In 1999, Vidro became a full-time player as the Expos starting second baseman. He hit .304 with 12 home runs and 59 RBI and was second in the National League (NL) with 45 doubles.

In 2000, Vidro was named an All-Star for the first time in his career. His career high .330 batting average on the season was seventh-best in the NL. His 200 hits were second-best in the NL and his 51 doubles were good for third-best. He also set career high numbers with 24 home runs and 97 RBI. Vidro continued as the starting second baseman for the Expos in 2001 when he hit .319 with 15 home runs and 59 RBI.

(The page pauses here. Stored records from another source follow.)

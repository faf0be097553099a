//! Read-only git queries used by the sanity checks.
//!
//! The primary abstraction is the [Repository] trait. Implementations:
//!
//! - [repository::Git2Repository]: a real implementation using the `git2` crate
//! - [mock::MockRepository]: a mock implementation for testing
//!
//! Everything that mutates the repository (checkout, merge, commit, tag,
//! push) goes through the shell instead, see [crate::executor].

pub mod mock;
pub mod repository;

pub use mock::MockRepository;
pub use repository::Git2Repository;

use std::collections::BTreeSet;

use crate::error::Result;

/// Branch name reported when HEAD does not point at a branch.
pub const DETACHED_HEAD: &str = "HEAD";

/// Snapshot of the working copy state
#[derive(Debug, Clone, PartialEq, Eq)]
pub struct GitStatus {
    /// Short name of the checked out branch, or [DETACHED_HEAD]
    pub current_branch: String,
    /// No staged, unstaged or untracked changes (ignored files don't count)
    pub clean: bool,
}

/// Git queries needed before a release can start
///
/// ## Error Handling
///
/// All methods return [crate::error::Result<T>]; implementations map their
/// underlying errors to [crate::error::ReleaseError]. Callers treat every
/// error as fatal.
pub trait Repository {
    /// Current branch and working tree cleanliness
    fn status(&self) -> Result<GitStatus>;

    /// Names of all tags in the repository
    fn list_tags(&self) -> Result<BTreeSet<String>>;
}
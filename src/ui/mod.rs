//! User interface module - console output for the release run.

pub mod formatter;

pub use formatter::{
    display_error, display_report, display_skip, display_status, display_success,
};
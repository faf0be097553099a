use assert_cmd::Command;
use predicates::prelude::*;
use std::fs;
use tempfile::TempDir;

#[test]
fn test_help_mentions_dry_run() {
    let mut cmd = Command::cargo_bin("dist-release").unwrap();
    cmd.arg("--help")
        .assert()
        .success()
        .stdout(predicate::str::contains("--dry-run"))
        .stdout(predicate::str::contains("dist branch"));
}

#[test]
fn test_unknown_flag_is_rejected() {
    let mut cmd = Command::cargo_bin("dist-release").unwrap();
    cmd.arg("--branch=develop").assert().failure();
}

#[test]
fn test_outside_repository_fails() {
    let dir = TempDir::new().unwrap();

    let mut cmd = Command::cargo_bin("dist-release").unwrap();
    cmd.current_dir(dir.path())
        .env("GIT_CEILING_DIRECTORIES", dir.path().parent().unwrap())
        .arg("--dry-run")
        .assert()
        .failure()
        .stderr(predicate::str::contains("Git repository error"));
}

#[test]
fn test_dirty_tree_fails_without_touching_build_dir() {
    let dir = TempDir::new().unwrap();
    git2::Repository::init(dir.path()).unwrap();
    fs::write(dir.path().join("package.json"), r#"{ "version": "1.2.0" }"#).unwrap();
    // Keeps the user's own config file out of the lookup
    fs::write(dir.path().join("release.toml"), "").unwrap();
    fs::create_dir(dir.path().join("dist")).unwrap();
    fs::write(dir.path().join("dist/index.js"), "built").unwrap();

    let mut cmd = Command::cargo_bin("dist-release").unwrap();
    cmd.current_dir(dir.path())
        .arg("--dry-run")
        .assert()
        .failure()
        .stdout(predicate::str::contains("Doing sanity checks..."))
        .stderr(predicate::str::contains("Must have clean working tree"));

    assert!(dir.path().join("dist/index.js").exists());
}
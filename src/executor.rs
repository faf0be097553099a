use std::path::PathBuf;
use std::process::Command;

use crate::error::{ReleaseError, Result};

/// Runs shell command lines to completion
pub trait CommandRunner {
    /// Run `command` and wait for it.
    ///
    /// # Returns
    /// * `Ok(())` if the command exits with code 0
    /// * `Err` if it cannot be spawned or exits with any other status
    fn run(&self, command: &str) -> Result<()>;
}

/// Executes command lines through the platform shell
///
/// Output is inherited, so the operator sees build and publish logs as they
/// happen.
pub struct ShellExecutor {
    workdir: PathBuf,
}

impl ShellExecutor {
    /// Create an executor running every command from `workdir`
    pub fn new(workdir: impl Into<PathBuf>) -> Self {
        ShellExecutor {
            workdir: workdir.into(),
        }
    }

    fn shell(command: &str) -> Command {
        if cfg!(windows) {
            let mut cmd = Command::new("cmd");
            cmd.arg("/C").arg(command);
            cmd
        } else {
            let mut cmd = Command::new("sh");
            cmd.arg("-c").arg(command);
            cmd
        }
    }
}

impl CommandRunner for ShellExecutor {
    fn run(&self, command: &str) -> Result<()> {
        log::debug!("running `{}` in {}", command, self.workdir.display());

        let status = Self::shell(command)
            .current_dir(&self.workdir)
            .status()
            .map_err(|e| ReleaseError::command_failed(command, format!("could not start: {}", e)))?;

        if !status.success() {
            return Err(ReleaseError::command_failed(command, status));
        }

        Ok(())
    }
}
use thiserror::Error;

/// Repository states that forbid starting a release.
///
/// All of these are detected during the sanity checks, before anything on
/// disk or in git is touched.
#[derive(Error, Debug, Clone, PartialEq, Eq)]
pub enum Precondition {
    /// Not on the branch releases are cut from
    #[error("Must be on {expected} branch (currently on '{actual}')")]
    WrongBranch { expected: String, actual: String },

    /// Staged, unstaged or untracked changes are present
    #[error("Must have clean working tree")]
    DirtyWorkingTree,

    /// The tag for the manifest version already exists
    #[error("Must have a unique version in {manifest} (tag '{tag}' already exists)")]
    DuplicateTag { tag: String, manifest: String },
}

Vidro made the NL All-Star team in both 2002 and 2003, hitting over .300 both seasons and winning the Silver Slugger as the best hitting second baseman in the NL in 2003. Vidro played three more seasons with the franchise, including the first two seasons when the Expos moved and became the Washington Nationals. Due to injuries to his right knee, ankle, and quadriceps muscle, Vidro played in only 87 games for the Washington Nationals in 2005, 8 of which were as a pinch hitter.

===Seattle Mariners===
On December 14, 2006, the Nationals traded Vidro to the Seattle Mariners for outfielder Chris Snelling and pitcher Emiliano Fruto. Vidro spent two seasons with Seattle primarily playing designated hitter. He hit .314 in 147 games in 2007, but hit only six home runs while slugging .394.

On August 5, 2008, the Mariners designated Vidro for assignment, and he was released on August 13. He was hitting .234 with seven home runs and 45 RBI at the time.

===Career statistics===

| Years | Games | PA | AB | R | H | 2B | 3B | HR | RBI | BB | SO | AVG | OBP | SLG | FLD% |
| 12 | 1,418 | 5708 | 5,113 | 720 | 1,524 | 341 | 12 | 128 | 654 | 478 | 556 | .298 | .359 | .445 | .984 |

Vidro played 1,046 games at second base, 45 games at third base, 42 games at first base and 3 games at left field.